Eğitim Yazıları

Türkiye'de eğitim dünyasında yaşananlar üzerine fikirler

Türkiye'nin Eğitim Sistemi : Yapboz

Türkiye’nin eğitim sistemi, tarih boyunca adeta bir yapboz gibi sürekli parçaları değişen, yer yer eksik ve bazen de birbirine uymayan bir yapı sergilemiştir. Öğrenciler, veliler ve öğretmenler için bu değişiklikler çoğu zaman kafa karıştırıcı ve yorucu olmuştur.

Türkiye’nin yapbozlarına biraz yakından bakalım. En çok üzerinde oynanan parçaların başında sınav sistemleri gelmektedir. 1980’lerden itibaren, sınavların isimleri ve formatları sıkça değişmiş, her değişiklik eğitim sürecinde öğrenciler ve öğretmenler için yeni bir uyum süreci yaratmıştır.

Kronolojik Sınav Sistemleri

Her değişiklik, eğitim adına somut bir katkı sunmaktan çok, sistemin isimleri, içerikleri ve puan hesaplama yöntemleriyle oynama şeklinde gerçekleşmiştir.

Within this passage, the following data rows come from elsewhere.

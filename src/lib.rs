//! runwright - declarative browser and API test runner
//!
//! This library runs step-based test definitions against WebDriver browser
//! sessions or bare HTTP contexts, with bounded retries, concurrent browser
//! matrices and ramped load tests.

pub mod cli;
pub mod commands;
pub mod common;
pub mod driver;
pub mod testing;

// Re-export commonly used types for tests
pub use common::{Error, ErrorKind, Result};
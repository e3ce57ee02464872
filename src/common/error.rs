//! Error types for the test runner
//!
//! Messages end up verbatim in test outcomes, so they name the step input
//! (selector, url, handler) that caused them.

use std::io;
use thiserror::Error;

/// Result type alias using our Error type
pub type Result<T> = std::result::Result<T, Error>;

/// Main error type for the test runner
#[derive(Error, Debug)]
pub enum Error {
    // === Definition Errors ===
    #[error("Unknown action '{0}'")]
    UnknownAction(String),

    #[error("Unknown assertion type '{0}'")]
    UnknownAssertion(String),

    #[error("Malformed step: {0}")]
    MalformedStep(String),

    #[error("No {kind} registered under '{name}'")]
    MissingHandler { kind: &'static str, name: String },

    // === Step Execution Errors ===
    #[error("No element matches selector '{0}'")]
    ElementNotFound(String),

    #[error("{operation} timed out after {ms} ms")]
    Timeout { operation: String, ms: u64 },

    #[error("Assertion failed: {0}")]
    Assertion(String),

    #[error("Step failed: {0}")]
    StepFailed(String),

    #[error("'{operation}' is not supported by the {flavor} context")]
    Unsupported { operation: String, flavor: String },

    #[error("WebDriver command '{command}' failed: {message}")]
    WebDriver { command: String, message: String },

    #[error("Test '{0}' was stopped")]
    Stopped(String),

    // === Transport Errors ===
    #[error("Transport error: {0}")]
    Transport(String),

    #[error("Server responded with status {status} for {url}")]
    ServerError { status: u16, url: String },

    // === Context Errors ===
    #[error("Failed to acquire {flavor} context: {reason}")]
    ContextAcquisition { flavor: String, reason: String },

    // === Configuration Errors ===
    #[error("Configuration error: {0}")]
    Config(String),

    #[error("Invalid configuration file: {0}")]
    ConfigParse(String),

    // === IO Errors ===
    #[error("IO error: {0}")]
    Io(#[from] io::Error),

    #[error("Failed to read file '{path}': {error}")]
    FileRead { path: String, error: String },

    // === Serialization Errors ===
    #[error("JSON error: {0}")]
    Json(#[from] serde_json::Error),

    #[error("YAML error: {0}")]
    Yaml(#[from] serde_yaml::Error),

    // === Internal Errors ===
    #[error("Internal error: {0}")]
    Internal(String),
}

/// Coarse classification used for retry and propagation decisions
#[derive(Debug, Clone, Copy, PartialEq, Eq)]
pub enum ErrorKind {
    /// Malformed or unresolvable definition; fatal to the test, never retried
    Configuration,
    /// An action failed against live context or network state
    StepExecution,
    /// Network-level failure; retried by the request step
    Transport,
    /// The context provider could not produce a context
    ContextAcquisition,
    /// Everything else (I/O, serialization, bugs)
    Internal,
}

impl Error {
    /// Create a timeout error for an operation
    pub fn timeout(operation: impl Into<String>, ms: u64) -> Self {
        Self::Timeout {
            operation: operation.into(),
            ms,
        }
    }

    /// Create an unsupported-operation error
    pub fn unsupported(operation: &str, flavor: &str) -> Self {
        Self::Unsupported {
            operation: operation.to_string(),
            flavor: flavor.to_string(),
        }
    }

    /// Create a WebDriver command error
    pub fn webdriver(command: &str, message: impl Into<String>) -> Self {
        Self::WebDriver {
            command: command.to_string(),
            message: message.into(),
        }
    }

    /// Create a context acquisition error
    pub fn context_acquisition(flavor: &str, reason: impl Into<String>) -> Self {
        Self::ContextAcquisition {
            flavor: flavor.to_string(),
            reason: reason.into(),
        }
    }

    /// Create a missing handler error
    pub fn missing_handler(kind: &'static str, name: &str) -> Self {
        Self::MissingHandler {
            kind,
            name: name.to_string(),
        }
    }

    pub fn kind(&self) -> ErrorKind {
        match self {
            Error::UnknownAction(_)
            | Error::UnknownAssertion(_)
            | Error::MalformedStep(_)
            | Error::MissingHandler { .. }
            | Error::Config(_)
            | Error::ConfigParse(_) => ErrorKind::Configuration,
            Error::ElementNotFound(_)
            | Error::Timeout { .. }
            | Error::Assertion(_)
            | Error::StepFailed(_)
            | Error::Unsupported { .. }
            | Error::WebDriver { .. }
            | Error::Stopped(_) => ErrorKind::StepExecution,
            Error::Transport(_) | Error::ServerError { .. } => ErrorKind::Transport,
            Error::ContextAcquisition { .. } => ErrorKind::ContextAcquisition,
            Error::Io(_)
            | Error::FileRead { .. }
            | Error::Json(_)
            | Error::Yaml(_)
            | Error::Internal(_) => ErrorKind::Internal,
        }
    }

    /// Whether the request step should try again after this error
    pub fn is_retryable(&self) -> bool {
        self.kind() == ErrorKind::Transport
    }

    /// Stable machine-readable code for JSON reports
    pub fn code(&self) -> &'static str {
        match self.kind() {
            ErrorKind::Configuration => "CONFIGURATION_ERROR",
            ErrorKind::StepExecution => "STEP_EXECUTION_ERROR",
            ErrorKind::Transport => "TRANSPORT_ERROR",
            ErrorKind::ContextAcquisition => "CONTEXT_ACQUISITION_ERROR",
            ErrorKind::Internal => "INTERNAL_ERROR",
        }
    }
}

impl From<reqwest::Error> for Error {
    fn from(e: reqwest::Error) -> Self {
        if e.is_timeout() {
            Error::Transport(format!("request timed out: {e}"))
        } else {
            Error::Transport(e.to_string())
        }
    }
}

#[cfg(test)]
mod tests {
    use super::*;

    #[test]
    fn test_transport_errors_are_retryable() {
        assert!(Error::Transport("connection reset".into()).is_retryable());
        assert!(Error::ServerError {
            status: 503,
            url: "http://x".into()
        }
        .is_retryable());
        assert!(!Error::Assertion("status".into()).is_retryable());
        assert!(!Error::ElementNotFound("#go".into()).is_retryable());
    }

    #[test]
    fn test_error_codes() {
        assert_eq!(Error::UnknownAction("hover".into()).code(), "CONFIGURATION_ERROR");
        assert_eq!(
            Error::context_acquisition("firefox", "no driver").code(),
            "CONTEXT_ACQUISITION_ERROR"
        );
        assert_eq!(Error::timeout("navigate", 10).code(), "STEP_EXECUTION_ERROR");
    }
}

Bu durum, öğrencilerin sürekli yeni kurallara adapte olmasını zorunlu kılmış ve eğitimde istikrarın eksikliğini gözler önüne sermiştir.

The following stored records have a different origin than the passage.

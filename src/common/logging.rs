//! Logging and tracing configuration
//!
//! Console logging goes to stderr so stdout stays free for results.
//! An optional log file receives the full-detail stream.

use std::path::Path;
use tracing_appender::non_blocking::WorkerGuard;
use tracing_subscriber::{fmt, layer::SubscriberExt, util::SubscriberInitExt, EnvFilter, Layer};

/// Initialize tracing for the CLI
///
/// Logs are controlled by the `RUST_LOG` environment variable.
/// Default level is INFO for this crate (DEBUG with `verbose`), WARN for dependencies.
///
/// When `log_file` is given, a second layer appends to that file. The returned
/// guard must be kept alive until exit so buffered lines are flushed.
pub fn init_cli(verbose: bool, log_file: Option<&Path>) -> Option<WorkerGuard> {
    let default_directive = if verbose {
        "runwright=debug,warn"
    } else {
        "runwright=info,warn"
    };
    let filter = || {
        EnvFilter::try_from_default_env().unwrap_or_else(|_| EnvFilter::new(default_directive))
    };

    let stderr_layer = fmt::layer()
        .with_writer(std::io::stderr)
        .with_target(verbose)
        .with_thread_ids(false)
        .with_file(false)
        .with_line_number(false)
        .compact()
        .with_filter(filter());

    let (file_layer, guard) = match log_file.and_then(open_log_file) {
        Some(file) => {
            let (writer, guard) = tracing_appender::non_blocking(file);
            let layer = fmt::layer()
                .with_writer(writer)
                .with_ansi(false)
                .with_target(true)
                .with_thread_ids(true)
                .with_file(true)
                .with_line_number(true)
                .with_filter(filter());
            (Some(layer), Some(guard))
        }
        None => (None, None),
    };

    tracing_subscriber::registry()
        .with(stderr_layer)
        .with(file_layer)
        .init();

    guard
}

fn open_log_file(path: &Path) -> Option<std::fs::File> {
    if let Some(parent) = path.parent() {
        if !parent.as_os_str().is_empty() && std::fs::create_dir_all(parent).is_err() {
            eprintln!("Warning: Could not create log directory {}", parent.display());
            return None;
        }
    }

    match std::fs::OpenOptions::new()
        .create(true)
        .append(true)
        .open(path)
    {
        Ok(file) => Some(file),
        Err(e) => {
            eprintln!("Warning: Could not open log file: {}", e);
            None
        }
    }
}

Bu yaklaşım, adeta belediyelerin kaldırımları yapıp bozarak çalışıyor gibi görünme çabalarına benzetilebilir; Milli Eğitim Bakanlığı da eğitimde benzer bir şekilde sürekli değişiklikler yaparak sistemin temelini sağlamlaştırmak yerine parçalarla oynamıştır. 1980’lerden itibaren ortaöğretim ve yükseköğretim giriş sınavlarında uygulanan farklı formatlar, baraj sistemlerinin gelmesi veya kaldırılması, ders ağırlıkları ve puan hesaplama yöntemlerindeki değişiklikler, öğrencilerin uzun vadeli plan yapmasını zorlaştırmış ve eğitim sürecini karmaşık hâle getirmiştir.

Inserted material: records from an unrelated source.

//! Result records produced by a run
//!
//! Serialized with camelCase keys for JSON reports; screenshot bytes are
//! base64-encoded.

use std::time::Duration;

use chrono::{DateTime, Utc};
use serde::{Serialize, Serializer};

use super::clock::elapsed_ms;

#[derive(Debug, Clone, Copy, PartialEq, Eq, Serialize)]
#[serde(rename_all = "lowercase")]
pub enum Status {
    Passed,
    Failed,
}

/// Result of one step; never modified once produced
#[derive(Debug, Clone, Serialize)]
#[serde(rename_all = "camelCase")]
pub struct StepOutcome {
    pub name: String,
    pub action: String,
    pub status: Status,
    pub start_time: DateTime<Utc>,
    pub end_time: DateTime<Utc>,
    #[serde(skip_serializing_if = "Option::is_none")]
    pub error: Option<String>,
    #[serde(
        skip_serializing_if = "Option::is_none",
        serialize_with = "serialize_opt_base64"
    )]
    pub screenshot: Option<Vec<u8>>,
}

impl StepOutcome {
    pub fn passed(&self) -> bool {
        self.status == Status::Passed
    }

    pub fn duration_ms(&self) -> u64 {
        elapsed_ms(self.start_time, self.end_time)
    }
}

#[derive(Debug, Clone, Copy, PartialEq, Eq, Serialize)]
#[serde(rename_all = "lowercase")]
pub enum ScreenshotKind {
    /// Taken by a `screenshot` step
    Step,
    /// Best-effort capture after a blocking failure
    Failure,
}

#[derive(Debug, Clone, Serialize)]
pub struct Screenshot {
    #[serde(rename = "type")]
    pub kind: ScreenshotKind,
    #[serde(serialize_with = "serialize_base64")]
    pub data: Vec<u8>,
    pub timestamp: DateTime<Utc>,
}

/// Result of one (flavor, test) pairing
#[derive(Debug, Clone, Serialize)]
#[serde(rename_all = "camelCase")]
pub struct TestOutcome {
    pub id: String,
    pub name: String,
    pub flavor: String,
    pub status: Status,
    pub start_time: DateTime<Utc>,
    pub end_time: DateTime<Utc>,
    pub steps: Vec<StepOutcome>,
    /// Outcomes of the declared cleanup sequence; never affect `status`
    #[serde(skip_serializing_if = "Vec::is_empty")]
    pub cleanup: Vec<StepOutcome>,
    /// First blocking error, verbatim
    #[serde(skip_serializing_if = "Option::is_none")]
    pub error: Option<String>,
    #[serde(skip_serializing_if = "Vec::is_empty")]
    pub screenshots: Vec<Screenshot>,
}

impl TestOutcome {
    /// Outcome in the `running` state; the runner fills in the rest
    pub fn start(id: &str, name: &str, flavor: &str, start_time: DateTime<Utc>) -> Self {
        Self {
            id: id.to_string(),
            name: name.to_string(),
            flavor: flavor.to_string(),
            status: Status::Passed,
            start_time,
            end_time: start_time,
            steps: Vec::new(),
            cleanup: Vec::new(),
            error: None,
            screenshots: Vec::new(),
        }
    }

    pub fn passed(&self) -> bool {
        self.status == Status::Passed
    }

    /// Mark failed, keeping the first blocking error
    pub fn fail(&mut self, error: impl Into<String>) {
        self.status = Status::Failed;
        if self.error.is_none() {
            self.error = Some(error.into());
        }
    }

    /// Set `end_time`, never earlier than `start_time`
    pub fn finish(&mut self, end_time: DateTime<Utc>) {
        self.end_time = end_time.max(self.start_time);
    }

    pub fn duration_ms(&self) -> u64 {
        elapsed_ms(self.start_time, self.end_time)
    }

    /// The step that caused the failure, if a step did
    pub fn failed_step(&self) -> Option<&StepOutcome> {
        self.steps.iter().rev().find(|step| !step.passed())
    }
}

/// One load test request
#[derive(Debug, Clone, Serialize)]
#[serde(rename_all = "camelCase")]
pub struct RequestRecord {
    pub timestamp: DateTime<Utc>,
    /// `None` when no response was received
    pub status: Option<u16>,
    pub latency_ms: u64,
    pub success: bool,
}

/// Aggregate over a load test request log
#[derive(Debug, Clone, Default, PartialEq, Serialize)]
#[serde(rename_all = "camelCase")]
pub struct LoadTestSummary {
    pub total_requests: u64,
    pub successful_requests: u64,
    pub failed_requests: u64,
    pub min_latency_ms: u64,
    pub max_latency_ms: u64,
    pub avg_latency_ms: f64,
    /// Requests per second over the run window
    pub throughput_rps: f64,
    pub duration_ms: u64,
}

impl LoadTestSummary {
    /// Summarize `records` collected over `window`
    ///
    /// An empty log or a zero window yields zero throughput.
    pub fn from_records(records: &[RequestRecord], window: Duration) -> Self {
        let duration_ms = window.as_millis().min(u128::from(u64::MAX)) as u64;
        if records.is_empty() {
            return Self {
                duration_ms,
                ..Self::default()
            };
        }

        let total = records.len() as u64;
        let successful = records.iter().filter(|r| r.success).count() as u64;
        let latencies = records.iter().map(|r| r.latency_ms);
        let min = latencies.clone().min().unwrap_or(0);
        let max = latencies.clone().max().unwrap_or(0);
        let sum: u64 = latencies.sum();

        let seconds = window.as_secs_f64();
        let throughput = if seconds > 0.0 {
            total as f64 / seconds
        } else {
            0.0
        };

        Self {
            total_requests: total,
            successful_requests: successful,
            failed_requests: total - successful,
            min_latency_ms: min,
            max_latency_ms: max,
            avg_latency_ms: sum as f64 / total as f64,
            throughput_rps: throughput,
            duration_ms,
        }
    }
}

/// Totals for a batch
#[derive(Debug, Clone, Default, PartialEq, Eq, Serialize)]
#[serde(rename_all = "camelCase")]
pub struct BatchSummary {
    pub total: usize,
    pub passed: usize,
    pub failed: usize,
    pub duration_ms: u64,
}

impl BatchSummary {
    pub fn from_outcomes(outcomes: &[TestOutcome], start: DateTime<Utc>, end: DateTime<Utc>) -> Self {
        let passed = outcomes.iter().filter(|o| o.passed()).count();
        Self {
            total: outcomes.len(),
            passed,
            failed: outcomes.len() - passed,
            duration_ms: elapsed_ms(start, end),
        }
    }
}

fn serialize_base64<S: Serializer>(data: &[u8], serializer: S) -> Result<S::Ok, S::Error> {
    use base64::Engine;
    serializer.serialize_str(&base64::engine::general_purpose::STANDARD.encode(data))
}

fn serialize_opt_base64<S: Serializer>(
    data: &Option<Vec<u8>>,
    serializer: S,
) -> Result<S::Ok, S::Error> {
    match data {
        Some(data) => serialize_base64(data, serializer),
        None => serializer.serialize_none(),
    }
}
/// Answers with scripted status codes (then 200) and records every URL
/// with the (virtual) instant it was sent
#[derive(Default)]
struct ScriptedHttp {
    statuses: Mutex<VecDeque<u16>>,
    urls: Mutex<Vec<String>>,
    sent_at: Mutex<Vec<Instant>>,
    calls: AtomicUsize,
}

impl ScriptedHttp {
    fn with_statuses(statuses: &[u16]) -> Self {
        Self {
            statuses: Mutex::new(statuses.iter().copied().collect()),
            ..Self::default()
        }
    }

    fn calls(&self) -> usize {
        self.calls.load(Ordering::SeqCst)
    }
}

#[async_trait]
impl HttpClient for ScriptedHttp {
    async fn send(&self, request: &HttpRequest) -> Result<HttpResponse> {
        self.calls.fetch_add(1, Ordering::SeqCst);
        self.urls.lock().push(request.url.clone());
        self.sent_at.lock().push(Instant::now());
        let status = self.statuses.lock().pop_front().unwrap_or(200);
        Ok(HttpResponse {
            status,
            headers: [("content-type".to_string(), "application/json".to_string())]
                .into_iter()
                .collect(),
            body: json!({"user": {"id": 5, "name": "ada"}, "token": "t-1"}),
            duration_ms: 12,
        })
    }
}

/// Records notifications in the order they arrive
#[derive(Default)]
struct RecordingSink {
    events: Mutex<Vec<String>>,
}

impl RecordingSink {
    fn events(&self) -> Vec<String> {
        self.events.lock().clone()
    }
}

impl ResultSink for RecordingSink {
    fn on_test_started(&self, test: &TestDefinition, flavor: &str) {
        self.events.lock().push(format!("started {} {}", test.id, flavor));
    }

    fn on_test_progress(&self, test_id: &str, _flavor: &str, progress: &TestProgress<'_>) {
        self.events
            .lock()
            .push(format!("progress {} {}/{}", test_id, progress.completed, progress.total));
    }

    fn on_test_completed(&self, outcome: &TestOutcome) {
        self.events
            .lock()
            .push(format!("completed {} {}", outcome.id, outcome.flavor));
    }

    fn on_batch_completed(&self, outcomes: &[TestOutcome], summary: &BatchSummary) {
        self.events
            .lock()
            .push(format!("batch {} {}", outcomes.len(), summary.failed));
    }
}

Müfredat değişiklikleri de, Türkiye’nin eğitim yapbozunun ayrı bir karmaşa alanını oluşturur. Matematikten fen bilimlerine, sosyal bilgilerden yabancı dil eğitimine kadar pek çok dersin içerikleri sıkça güncellenmiş; bazı dersler kaldırılmış, yeni dersler eklenmiş ve geçişler çoğu zaman öğrenciye veya öğretmene yeterince açıklanmamıştır. Bu sürekli değişim, öğrencilerin öğrenme motivasyonunu zayıflatmış ve öğretmenlerin planlama sürecini olumsuz etkilemiştir.

Son dönemde uygulamaya konulan Türkiye Yüzyılı Maarif Modeli, eğitim sistemine modern bir vizyon getirme amacıyla tanıtılmıştır. Ancak modelin dayandığı temel sorunları çözmek yerine, eski alışkanlıkları ve sık değişen müfredat parçalarını büyük ölçüde devam ettirdiği görülmektedir. Ders içeriklerinin sık değiştirilmesi, sınav sistemleriyle uyumsuz planlanması ve öğrenci ile öğretmenin bu değişikliklerden yeterince bilgilendirilmemesi, sistemin temel istikrarsızlığını giderememektedir.

Özetle, Türkiye Yüzyılı Maarif Modeli ne kadar modern ve iddialı olursa olsun, eğitim sisteminin parçalarının hâlâ “yerinde sağlam durmaması” ve sürekli değiştirilen müfredat ile desteklenmesi, modelin uygulanabilirliğini ve öğrencinin başarısını ciddi şekilde sınırlamaktadır. Eğitimde gerçek dönüşüm, yalnızca isim değişikliği veya model tanıtımı ile değil; tutarlı, planlı ve uzun vadeli bir müfredat yönetimi ile mümkündür.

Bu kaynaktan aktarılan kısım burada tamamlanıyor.